10. Post Tax Outcome
12. Closing Thoughts
13. About the Author
Focusing on the Post-Tax Outcome
At the risk of offending your intelligence, let me begin by stating what may seem to you the obvious: That absent extraneous and compelling non-economic forces, you and your wife will each seek, among other things, as much money (in some form) as you can get.
This axiom warrants mention because commonly one party or the other in a divorce, normally the one who most desires it, invests his every expectation in a desired outcome early in the process that almost invariably later proves unrealistic. Such hopes often rest on nothing more than his uniformed wife’s acquiescence to his subtle but relentless nagging.
Ultimately she ends up with a result that at least resembles what the law would have given her. In the meantime however, a lot of precious time and money can be wasted.
Therefore any exploration of avenues for settlement should begin at least by considering the areas commonly permitting win-win resolutions.
Most prominent among these is the parties’ and the court’s focus on the post-tax outcome for the parties.

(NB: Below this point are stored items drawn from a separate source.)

// src/scout.rs
// THE TREND SCOUT
// Fetch-or-fallback: one live query if a client is available, otherwise (or on
// any failure) a synthetic random walk that is clearly flagged as such.

use chrono::NaiveDate;
use rand::Rng;
use tracing::{info, warn};

use crate::error::{TrendsError, CLIENT_NAME};
use crate::history::{generate_mock_history, TrendRecord, TrendResult, DEFAULT_WINDOW_DAYS};
use crate::systems::{InterestPoint, TrendQuery, TrendSource};

// Topical seeds for synthetic series. Declaration order matters: first match wins.
const KEYWORD_BASELINES: &[(&str, f64)] = &[
    ("travel", 65.0),
    ("flight", 58.0),
    ("oil", 72.0),
    ("recession", 45.0),
    ("pandemic", 30.0),
    ("tourism", 60.0),
];

const DEFAULT_BASELINE: f64 = 50.0;

/// Case-insensitive substring lookup against the baseline table.
pub fn keyword_baseline(keyword: &str) -> f64 {
    let keyword = keyword.to_lowercase();
    KEYWORD_BASELINES
        .iter()
        .find(|(key, _)| keyword.contains(key))
        .map(|(_, base)| *base)
        .unwrap_or(DEFAULT_BASELINE)
}

pub struct TrendScout<'a> {
    source: Option<&'a dyn TrendSource>,
    days: u32,
}

impl<'a> TrendScout<'a> {
    /// `None` means the live client is not available at all.
    pub fn new(source: Option<&'a dyn TrendSource>) -> Self {
        Self {
            source,
            days: DEFAULT_WINDOW_DAYS,
        }
    }

    /// Always returns a well-formed result. Failures end up in `error`, never as a panic or Err.
    pub fn resolve<R: Rng + ?Sized>(&self, keyword: &str, today: NaiveDate, rng: &mut R) -> TrendResult {
        info!("SCOUT: Resolving search interest for '{}'...", keyword);

        match self.fetch(keyword) {
            Ok(history) => {
                info!("SCOUT: Live series acquired ({} points).", history.len());
                TrendResult::live(keyword, history)
            }
            Err(err) => {
                warn!("SCOUT: Falling back to synthetic data for '{}': {}", keyword, err);
                let profile = err.fallback_profile(keyword);
                let history = generate_mock_history(rng, today, profile.base_value, profile.volatility, self.days);
                TrendResult::fallback(keyword, history, err.user_message())
            }
        }
    }

    fn fetch(&self, keyword: &str) -> Result<Vec<TrendRecord>, TrendsError> {
        let source = self.source.ok_or(TrendsError::ClientUnavailable(CLIENT_NAME))?;

        info!("SCOUT: Querying {} for the trailing {} days...", source.name(), self.days);
        let points = source.interest_over_time(&TrendQuery::last_month(keyword))?;
        if points.is_empty() {
            return Err(TrendsError::EmptyResult);
        }

        Ok(points.into_iter().map(to_record).collect())
    }
}

fn to_record(point: InterestPoint) -> TrendRecord {
    TrendRecord {
        date: point.date,
        value: point.value.clamp(0, 100) as f64,
    }
}

#[cfg(test)]
mod tests {
    use super::*;
    use crate::error::RATE_LIMIT_NOTICE;
    use proptest::prelude::*;
    use rand::rngs::StdRng;
    use rand::SeedableRng;
    use std::cell::RefCell;

    // Test doubles for the live client
    struct Failing(&'static str);
    impl TrendSource for Failing {
        fn name(&self) -> &str { "failing" }
        fn interest_over_time(&self, _q: &TrendQuery) -> Result<Vec<InterestPoint>, TrendsError> {
            Err(TrendsError::classify(self.0))
        }
    }

    struct Fixed {
        points: Vec<InterestPoint>,
        seen: RefCell<Vec<TrendQuery>>,
    }
    impl TrendSource for Fixed {
        fn name(&self) -> &str { "fixed" }
        fn interest_over_time(&self, q: &TrendQuery) -> Result<Vec<InterestPoint>, TrendsError> {
            self.seen.borrow_mut().push(q.clone());
            Ok(self.points.clone())
        }
    }

    fn fixed(values: &[i64]) -> Fixed {
        let start = NaiveDate::from_ymd_opt(2024, 3, 1).unwrap();
        Fixed {
            points: values
                .iter()
                .enumerate()
                .map(|(i, v)| InterestPoint { date: start + chrono::Duration::days(i as i64), value: *v })
                .collect(),
            seen: RefCell::new(Vec::new()),
        }
    }

    fn today() -> NaiveDate {
        NaiveDate::from_ymd_opt(2024, 3, 31).unwrap()
    }

    fn assert_well_formed(result: &TrendResult) {
        assert!(!result.history.is_empty());
        assert!(result.history.iter().all(|r| (0.0..=100.0).contains(&r.value)));
        assert_eq!(result.current_index, result.history.last().unwrap().value);
        assert_eq!(result.is_real, result.error.is_none());
    }

    #[test]
    fn test_keyword_baseline_table() {
        assert_eq!(keyword_baseline("business travel news"), 65.0);
        assert_eq!(keyword_baseline("xyz123"), 50.0);
        assert_eq!(keyword_baseline("JET FUEL OIL"), 72.0);
        assert_eq!(keyword_baseline("Pandemic"), 30.0);
        // "travel" is declared before "tourism"
        assert_eq!(keyword_baseline("tourism and travel"), 65.0);
        // substring, not word match
        assert_eq!(keyword_baseline("boiler"), 72.0);
    }

    #[test]
    fn test_missing_client_falls_back() {
        let scout = TrendScout::new(None);
        let mut rng = StdRng::seed_from_u64(1);

        for _ in 0..3 {
            let result = scout.resolve("oil", today(), &mut rng);
            assert!(!result.is_real);
            assert_eq!(result.error.as_deref(), Some("google-trends not installed"));
            assert_eq!(result.history.len(), 31);
            assert_eq!(result.history.last().unwrap().date, today());
            assert_well_formed(&result);
        }
    }

    #[test]
    fn test_missing_client_uses_neutral_baseline() {
        let scout = TrendScout::new(None);
        let result = scout.resolve("oil", today(), &mut StdRng::seed_from_u64(5));
        let expected = generate_mock_history(&mut StdRng::seed_from_u64(5), today(), 50.0, 10.0, 30);
        assert_eq!(result.history, expected);
    }

    #[test]
    fn test_empty_result_falls_back() {
        let source = fixed(&[]);
        let scout = TrendScout::new(Some(&source));
        let result = scout.resolve("obscure thing", today(), &mut StdRng::seed_from_u64(2));

        assert!(!result.is_real);
        assert_eq!(result.error.as_deref(), Some("No data available for this keyword"));
        let expected = generate_mock_history(&mut StdRng::seed_from_u64(2), today(), 40.0, 8.0, 30);
        assert_eq!(result.history, expected);
        assert_well_formed(&result);
    }

    #[test]
    fn test_query_failure_uses_keyword_baseline() {
        let source = Failing("connection reset");
        let scout = TrendScout::new(Some(&source));

        let result = scout.resolve("business travel news", today(), &mut StdRng::seed_from_u64(3));
        let expected = generate_mock_history(&mut StdRng::seed_from_u64(3), today(), 65.0, 12.0, 30);
        assert_eq!(result.history, expected);
        assert_eq!(result.error.as_deref(), Some("connection reset"));
        assert_well_formed(&result);

        let result = scout.resolve("xyz123", today(), &mut StdRng::seed_from_u64(3));
        let expected = generate_mock_history(&mut StdRng::seed_from_u64(3), today(), 50.0, 12.0, 30);
        assert_eq!(result.history, expected);
    }

    #[test]
    fn test_rate_limit_rewrites_error() {
        let source = Failing("The request failed: Google returned a response with code 429");
        let scout = TrendScout::new(Some(&source));
        let result = scout.resolve("flight prices", today(), &mut StdRng::seed_from_u64(4));

        assert!(!result.is_real);
        assert_eq!(result.error.as_deref(), Some(RATE_LIMIT_NOTICE));
        assert_well_formed(&result);
    }

    #[test]
    fn test_live_series_is_coerced_and_flagged_real() {
        let source = fixed(&[10, 55, 120, -3, 87]);
        let scout = TrendScout::new(Some(&source));
        let result = scout.resolve("Oil", today(), &mut StdRng::seed_from_u64(0));

        assert!(result.is_real);
        assert!(result.error.is_none());
        assert_eq!(result.keyword, "Oil");
        let values: Vec<f64> = result.history.iter().map(|r| r.value).collect();
        assert_eq!(values, vec![10.0, 55.0, 100.0, 0.0, 87.0]);
        assert_eq!(result.current_index, 87.0);
        assert_well_formed(&result);

        let seen = source.seen.borrow();
        assert_eq!(seen.as_slice(), &[TrendQuery::last_month("Oil")]);
    }

    proptest! {
        #[test]
        fn prop_any_keyword_yields_well_formed_fallback(keyword in ".{0,40}", seed in any::<u64>(), fail in any::<bool>()) {
            let failing = Failing("boom");
            let source: Option<&dyn TrendSource> = if fail { Some(&failing) } else { None };
            let scout = TrendScout::new(source);
            let result = scout.resolve(&keyword, today(), &mut StdRng::seed_from_u64(seed));

            prop_assert_eq!(&result.keyword, &keyword);
            prop_assert_eq!(result.history.len(), 31);
            prop_assert!(result.history.iter().all(|r| (0.0..=100.0).contains(&r.value)));
            prop_assert_eq!(result.current_index, result.history.last().unwrap().value);
            prop_assert!(!result.is_real);
            prop_assert!(result.error.is_some());
        }
    }
}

After all, this is what counts, not the nominal dollars each receives. A good divorce lawyer will keep his and his client’s eye on this ball, not the facial pre-tax numbers.
For there to be prospects for a tax-driven deal, there must be either substantial disparity between the parties’ present or anticipated incomes, or there must be a proposed asset allocation which triggers substantial but soluble tax concerns.
Regarding the former, if your income is six digits per year and your wife’s is lower than 5 digits, it is quite conceivable that the spread between your top margin rates (state and federal) and your wife’s may be close to 20%, given that the top marginal rate is 39.6 percent. As previously discussed, maintenance is deductible to you and includable by your wife.
Therefore, in the above scenario it could cost you approximately 50 cents for every 1 dollar you pay your wife in maintenance. Furthermore, in the above scenario, she will likely retain approximately 85 cents after taxes. She may in fact keep 100% if her income is sufficiently low and she has all the tax benefits accompanying dependent children.
By contrast, you will recall, child support is not deductible and similarly I have explained that a simple division of assets in a divorce does not create a taxable event.
Naturally then, notwithstanding the visceral distaste of maintenance to most men, it can be highly advantageous to structure, where possible, child support and property settlements as maintenance. In such cases both parties can walk away ahead. This strategy has its limitations, however, as the IRS imposes limitations on such characterizations.
Also, to sell your wife on the deal, such agreements must be worded so as to assure the stream of payments irrespective of changes in either parties’ circumstances (keeping in mind of course any applicable IRS red flags). The wife’s confidence level is bolstered by the laws governing bankruptcy which preclude a debtor from discharging debt “of the nature of support,” which specifically targets child support and maintenance in bankruptcy.